- Exercise
Write out exactly the first lines of the listing, ending on the line that contains "per simulated frame".

- Dataset extract
☆ ☆ ☆ ☆ ☆
//! Path Finding Demo
//!
//! Builds a walled courtyard scattered with random pillars, then walks an
//! actor across it:
//! - World and path finder settings come from an optional `.toml`/`.ron` file
//! - The search runs incrementally, a few steps per simulated frame
//! - A patrolling crate is moved between searches and picked up on tick
//!
//! Usage: `pathfinding_demo [config.toml|config.ron] [seed]`

use rand::rngs::StdRng;
use rand::{Rng, SeedableRng};
use tdme_core::prelude::*;

// Courtyard layout
const GROUND_HALF_SIZE: f32 = 30.0;
const NUM_PILLARS: usize = 40;
const PILLAR_HEIGHT: f32 = 2.5;
const START: Vec3 = Vec3::new(-20.0, 0.0, -20.0);
const GOAL: Vec3 = Vec3::new(20.0, 0.0, 20.0);

// Incremental search pacing
const STEPS_PER_FRAME: usize = 50;

#[derive(thiserror::Error, Debug)]
enum DemoError {
    #[error(transparent)]
    Config(#[from] ConfigError),

    #[error(transparent)]
    World(#[from] WorldError),

    #[error("Invalid seed: {0}")]
    Seed(String),
}

fn load_config(path: Option<&str>) -> Result<WorldConfig, DemoError> {
    match path {
        Some(path) => {
            log::info!("Loading configuration from {}", path);
            Ok(WorldConfig::load_from_file(path)?)
        }
        None => {
            let mut config = WorldConfig::default();
            config.path_finding.steps_max = 20_000;
            Ok(config)
        }
    }
}

fn build_world(config: &WorldConfig, seed: u64) -> Result<World, DemoError> {
    let mut world = World::from_config(&config.partition);
    world.add_rigid_body(RigidBody::new_static(
        "ground",
        BoundingVolume::aabb(
            Vec3::new(-GROUND_HALF_SIZE, -1.0, -GROUND_HALF_SIZE),
            Vec3::new(GROUND_HALF_SIZE, 0.0, GROUND_HALF_SIZE),
        ),
    ))?;

    let mut rng = StdRng::seed_from_u64(seed);
    let mut placed = 0;
    while placed < NUM_PILLARS {
        let center = Vec3::new(
            rng.gen_range(-GROUND_HALF_SIZE + 2.0..GROUND_HALF_SIZE - 2.0),
            PILLAR_HEIGHT * 0.5,
            rng.gen_range(-GROUND_HALF_SIZE + 2.0..GROUND_HALF_SIZE - 2.0),
        );
        // Keep start and goal free
        if (center - START).magnitude() < 3.0 || (center - GOAL).magnitude() < 3.0 {
            continue;
        }
        let half_extents = Vec3::new(rng.gen_range(0.5..2.0), PILLAR_HEIGHT * 0.5, rng.gen_range(0.5..2.0));
        let volume = if rng.gen_bool(0.3) {
            let yaw = rng.gen_range(0.0..std::f32::consts::PI);
            BoundingVolume::oriented_box(center, Quat::from_axis_angle(&Vec3::y_axis(), yaw), half_extents)
        } else {
            BoundingVolume::aabb_from_center(center, half_extents)
        };
        world.add_rigid_body(RigidBody::new_static(format!("pillar_{placed}"), volume))?;
        placed += 1;
    }

    world.add_rigid_body(RigidBody::new(
        "patrol_crate",
        BoundingVolume::aabb_from_center(Vec3::new(0.0, 0.5, 0.0), Vec3::repeat(0.5)),
        CollisionTypes::DYNAMIC,
    ))?;

    log::info!("World built with {} rigid bodies (seed {})", world.len(), seed);
    Ok(world)
}

fn walk(world: &World, config: &PathFindingConfig, label: &str) -> Option<Vec<Vec3>> {
    let actor = BoundingVolume::aabb(Vec3::new(-0.3, 0.0, -0.3), Vec3::new(0.3, 1.8, 0.3));
    let transform = Transform::from_position(START);
    let mut path_finding = PathFinding::new(world, config.clone());
    path_finding.start(PathRequest {
        actor_volume: &actor,
        actor_transform: &transform,
        end: GOAL,
        collision_types: CollisionTypes::BLOCKING,
        custom_test: None,
    });

    let mut frame = 0;
    let state = loop {
        frame += 1;
        for _ in 0..STEPS_PER_FRAME {
            if path_finding.step() != PathFindingState::Searching {
                break;
            }
        }
        if path_finding.state() != PathFindingState::Searching {
            break path_finding.state();
        }
        log::debug!("[{}] frame {}: {} nodes discovered", label, frame, path_finding.node_count());
    };

    match state {
        PathFindingState::Found => {
            let path = path_finding.path().to_vec();
            let length: f32 = path.windows(2).map(|pair| (pair[1] - pair[0]).magnitude()).sum();
            log::info!(
                "[{}] path found in {} steps over {} frames: {} waypoints, length {:.2}",
                label,
                path_finding.steps(),
                frame,
                path.len(),
                length
            );
            Some(path)
        }
        _ => {
            log::warn!("[{}] no path after {} steps", label, path_finding.steps());
            None
        }
    }
}

fn main() -> Result<(), DemoError> {
    env_logger::Builder::from_default_env()
        .filter_level(log::LevelFilter::Info)
        .init();

    let args: Vec<String> = std::env::args().skip(1).collect();
    let config = load_config(args.first().map(String::as_str))?;
    let seed = match args.get(1) {
        Some(seed) => seed.parse().map_err(|_| DemoError::Seed(seed.clone()))?,
        None => 7,
    };

    let mut world = build_world(&config, seed)?;
    if let Some(path) = walk(&world, &config.path_finding, "initial") {
        for waypoint in path.iter().step_by(10) {
            log::info!("  waypoint ({:.2}, {:.2}, {:.2})", waypoint.x, waypoint.y, waypoint.z);
        }
    }

    // The crate only reaches its new cell on the next tick
    world.set_rigid_body_position("patrol_crate", Vec3::new(-15.0, 0.5, -15.0))?;
    world.update();
    walk(&world, &config.path_finding, "after patrol");

    Ok(())
}
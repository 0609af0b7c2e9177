use thiserror::Error;

/// Errors produced by the tunnel relay.
///
/// Every failure is local to one connection; nothing here is retried
/// automatically and nothing crosses session boundaries.
#[derive(Debug, Error)]
pub enum TunnelError {
    #[error("invalid destination: {0}")]
    InvalidDestination(String),

    #[error("unauthorized")]
    Unauthorized,

    #[error("dial failed: {0}")]
    DialFailed(String),

    #[error("relay error: {0}")]
    Relay(String),

    #[error("handshake error: {0}")]
    Handshake(String),

    #[error("config error: {0}")]
    Config(String),

    #[error("io error: {0}")]
    Io(#[from] std::io::Error),
}

pub type TunnelResult<T> = Result<T, TunnelError>;
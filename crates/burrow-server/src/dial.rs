//! Outbound TCP dialing with a bounded connect phase.

use burrow_core::{Destination, TunnelError, TunnelResult};
use std::time::Duration;
use tokio::net::TcpStream;
use tracing::debug;

/// Open a TCP connection to the validated destination.
///
/// The connect phase is bounded by `timeout`; an unbounded dial would
/// let abusive requests pin tasks indefinitely. Refused connections,
/// DNS failures, and timeouts all surface as
/// [`TunnelError::DialFailed`] with the underlying cause.
pub async fn dial(dest: &Destination, timeout: Duration) -> TunnelResult<TcpStream> {
    let addr = dest.addr();
    let stream = tokio::time::timeout(timeout, TcpStream::connect(&addr))
        .await
        .map_err(|_| {
            TunnelError::DialFailed(format!(
                "connect to {addr} timed out after {}s",
                timeout.as_secs()
            ))
        })?
        .map_err(|e| TunnelError::DialFailed(format!("connect to {addr} failed: {e}")))?;

    stream.set_nodelay(true)?;
    debug!(dest = %dest, "upstream connected");
    Ok(stream)
}
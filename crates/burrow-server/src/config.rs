//! Server configuration: TOML file + CLI overrides.

use burrow_core::{TunnelError, TunnelResult};
use serde::Deserialize;
use std::net::SocketAddr;
use std::path::{Path, PathBuf};
use std::time::Duration;
use tracing::info;

/// Top-level config file structure.
#[derive(Debug, Clone, Default, Deserialize)]
pub struct ConfigFile {
    #[serde(default)]
    pub server: ServerSection,
    #[serde(default)]
    pub auth: AuthSection,
}

/// `[server]` section of the config TOML.
#[derive(Debug, Clone, Deserialize)]
pub struct ServerSection {
    #[serde(default = "default_bind")]
    pub bind: String,
    #[serde(default = "default_connect_timeout")]
    pub connect_timeout_secs: u64,
    #[serde(default = "default_handshake_timeout")]
    pub handshake_timeout_secs: u64,
}

impl Default for ServerSection {
    fn default() -> Self {
        Self {
            bind: default_bind(),
            connect_timeout_secs: default_connect_timeout(),
            handshake_timeout_secs: default_handshake_timeout(),
        }
    }
}

/// `[auth]` section of the config TOML.
#[derive(Debug, Clone, Default, Deserialize)]
pub struct AuthSection {
    /// Shared secret required from tunnel clients. Empty means
    /// unconfigured, which denies all tunnel requests.
    #[serde(default)]
    pub secret: String,
}

fn default_bind() -> String {
    "0.0.0.0:4480".to_string()
}
fn default_connect_timeout() -> u64 {
    10
}
fn default_handshake_timeout() -> u64 {
    10
}

impl ConfigFile {
    /// Read and parse a config file. Also used by the SIGHUP reload
    /// task to pick up secret changes at runtime.
    pub fn read(path: &Path) -> TunnelResult<Self> {
        let content = std::fs::read_to_string(path)?;
        toml::from_str::<ConfigFile>(&content)
            .map_err(|e| TunnelError::Config(format!("config parse error: {e}")))
    }
}

/// Resolved server configuration (CLI overrides applied).
#[derive(Debug, Clone)]
pub struct ServerConfig {
    pub bind: SocketAddr,
    pub connect_timeout: Duration,
    pub handshake_timeout: Duration,
}

impl ServerConfig {
    /// Load config from TOML file, then apply CLI overrides.
    ///
    /// Returns the resolved config plus the file-supplied secret; the
    /// caller decides precedence against the CLI/env secret.
    pub fn load(
        config_path: Option<&Path>,
        cli_bind: Option<SocketAddr>,
        cli_connect_timeout: Option<u64>,
    ) -> TunnelResult<(Self, String)> {
        let file_config = if let Some(path) = config_path {
            let expanded = expand_tilde(path);
            if expanded.exists() {
                info!(path = %expanded.display(), "loading config file");
                ConfigFile::read(&expanded)?
            } else {
                info!(path = %expanded.display(), "config file not found, using defaults");
                ConfigFile::default()
            }
        } else {
            ConfigFile::default()
        };

        let bind = match cli_bind {
            Some(addr) => addr,
            None => file_config.server.bind.parse().map_err(|e| {
                TunnelError::Config(format!(
                    "invalid bind address {:?}: {e}",
                    file_config.server.bind
                ))
            })?,
        };
        let connect_timeout_secs =
            cli_connect_timeout.unwrap_or(file_config.server.connect_timeout_secs);

        Ok((
            Self {
                bind,
                connect_timeout: Duration::from_secs(connect_timeout_secs),
                handshake_timeout: Duration::from_secs(file_config.server.handshake_timeout_secs),
            },
            file_config.auth.secret,
        ))
    }
}

/// Expand `~` to the user's home directory.
pub fn expand_tilde(path: &Path) -> PathBuf {
    let s = path.to_string_lossy();
    if let Some(rest) = s.strip_prefix("~/") {
        if let Some(home) = dirs::home_dir() {
            return home.join(rest);
        }
    }
    PathBuf::from(s.as_ref())
}

#[cfg(test)]
mod tests {
    use super::*;

    #[test]
    fn defaults_when_missing() {
        let (config, secret) = ServerConfig::load(None, None, None).unwrap();
        assert_eq!(config.bind, "0.0.0.0:4480".parse().unwrap());
        assert_eq!(config.connect_timeout, Duration::from_secs(10));
        assert!(secret.is_empty());
    }

    #[test]
    fn cli_overrides_win() {
        let bind: SocketAddr = "127.0.0.1:9000".parse().unwrap();
        let (config, _) = ServerConfig::load(None, Some(bind), Some(3)).unwrap();
        assert_eq!(config.bind, bind);
        assert_eq!(config.connect_timeout, Duration::from_secs(3));
    }

    #[test]
    fn parses_sections() {
        let file: ConfigFile = toml::from_str(
            r#"
            [server]
            bind = "127.0.0.1:1234"
            connect_timeout_secs = 5

            [auth]
            secret = "s3cret"
            "#,
        )
        .unwrap();
        assert_eq!(file.server.bind, "127.0.0.1:1234");
        assert_eq!(file.server.connect_timeout_secs, 5);
        assert_eq!(file.server.handshake_timeout_secs, 10);
        assert_eq!(file.auth.secret, "s3cret");
    }
}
☆ ☆ ☆ ☆ ☆
- Task result
//! Path Finding Demo
//!
//! Builds a walled courtyard scattered with random pillars, then walks an
//! actor across it:
//! - World and path finder settings come from an optional `.toml`/`.ron` file
//! - The search runs incrementally, a few steps per simulated frame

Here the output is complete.